The nationwide general strike against the government of Venezuela's leftist President Hugo Chávez picked up a surprise boost when the crew of a state-owned oil tanker joined the protest. Its captain said five other tankers also would remain anchored offshore, shutting down exports and drawing the vital industry into the controversy. He said he objected to delivering oil to communist-run Cuba, a close Chávez ally. The three-day strike had appeared near collapse when the tanker crew acted.

Peace negotiations between the government of Sri Lanka and separatist Tamil rebels achieved a breakthrough, with the two sides agreeing to limited autonomy for the island nation's northern and eastern regions.

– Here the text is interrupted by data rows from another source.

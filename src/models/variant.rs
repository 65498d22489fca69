// Variant sets - ordered candidate collections for interchangeable values
use serde::{Deserialize, Serialize};

/// Metadata attached to a single candidate value.
#[derive(Debug, Clone, Copy, PartialEq, Eq, Serialize, Deserialize)]
#[serde(rename_all = "snake_case")]
pub enum CandidateTag {
    /// Any member of the family satisfies the consumer (e.g. "any planks").
    Generic,
    /// The candidate was pinned to a concrete wood species.
    SpeciesSpecific,
    /// The candidate list was filtered down by world availability.
    WorldPruned,
}

#[derive(Debug, Clone, PartialEq, Serialize, Deserialize)]
pub struct Candidate<T> {
    pub value: T,
    pub tag: Option<CandidateTag>,
}

/// An ordered, non-empty collection of interchangeable candidate values.
///
/// A set with a single candidate behaves as a concrete value; multi-candidate
/// sets defer the choice to whoever consumes the emitted step. Construction
/// goes through the helpers below so emptiness is rejected up front.
#[derive(Debug, Clone, PartialEq, Serialize, Deserialize)]
pub struct VariantSet<T> {
    candidates: Vec<Candidate<T>>,
}

impl<T> VariantSet<T> {
    pub fn single(value: T) -> Self {
        Self {
            candidates: vec![Candidate { value, tag: None }],
        }
    }

    pub fn tagged(value: T, tag: CandidateTag) -> Self {
        Self {
            candidates: vec![Candidate {
                value,
                tag: Some(tag),
            }],
        }
    }

    /// Build a set from (value, tag) pairs. Returns None for an empty input
    /// so callers drop the surrounding method instead of carrying a hollow set.
    pub fn from_pairs(pairs: impl IntoIterator<Item = (T, Option<CandidateTag>)>) -> Option<Self> {
        let candidates: Vec<Candidate<T>> = pairs
            .into_iter()
            .map(|(value, tag)| Candidate { value, tag })
            .collect();
        if candidates.is_empty() {
            None
        } else {
            Some(Self { candidates })
        }
    }

    /// Build an all-same-tag set from plain values.
    pub fn from_values(
        values: impl IntoIterator<Item = T>,
        tag: Option<CandidateTag>,
    ) -> Option<Self> {
        Self::from_pairs(values.into_iter().map(|v| (v, tag)))
    }

    pub fn first(&self) -> &T {
        &self.candidates[0].value
    }

    pub fn len(&self) -> usize {
        self.candidates.len()
    }

    pub fn is_empty(&self) -> bool {
        false // construction guarantees at least one candidate
    }

    /// A single-candidate set behaves as a concrete value.
    pub fn is_concrete(&self) -> bool {
        self.candidates.len() == 1
    }

    pub fn candidates(&self) -> &[Candidate<T>] {
        &self.candidates
    }

    pub fn values(&self) -> impl Iterator<Item = &T> {
        self.candidates.iter().map(|c| &c.value)
    }
}

impl<T: PartialEq> VariantSet<T> {
    pub fn contains(&self, value: &T) -> bool {
        self.candidates.iter().any(|c| &c.value == value)
    }
}

impl VariantSet<String> {
    /// Candidate names joined for human-readable output.
    pub fn describe(&self) -> String {
        if self.is_concrete() {
            self.first().clone()
        } else {
            format!(
                "[{}]",
                self.values().cloned().collect::<Vec<_>>().join("|")
            )
        }
    }
}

Meeting in neutral Norway, they issued a joint statement saying competing political parties in the Tamil-dominated areas could continue their activities as long as they did so unarmed. Nineteen years of war for Tamil independence have killed almost 65,000 people.

Signs pointed to another failure Sunday when voters in Serbia try for the third time this year to choose a president. Late opinion surveys showed that fewer than the legal minimum of 50 percent plus one of those registered likely would go to the polls, as happened in the first attempt at a runoff in October. The election is a key part of political reform in what's left of Yugoslavia, whose president, Vojislav Kostunica, would give up his current post for the new one if he defeats ultranationalist rival Vojislav Seselj.

Gen. Ne Win, who died under house arrest, was the dictator of Burma (now Myanmar) from 1962 to 1988, during which the South Asian nation slid from prosperity into poverty. In his 90s, he was confined by the current government to his villa with members of his family, who are accused of plotting a coup to return him to power. The government denied him the military honors befitting his former status.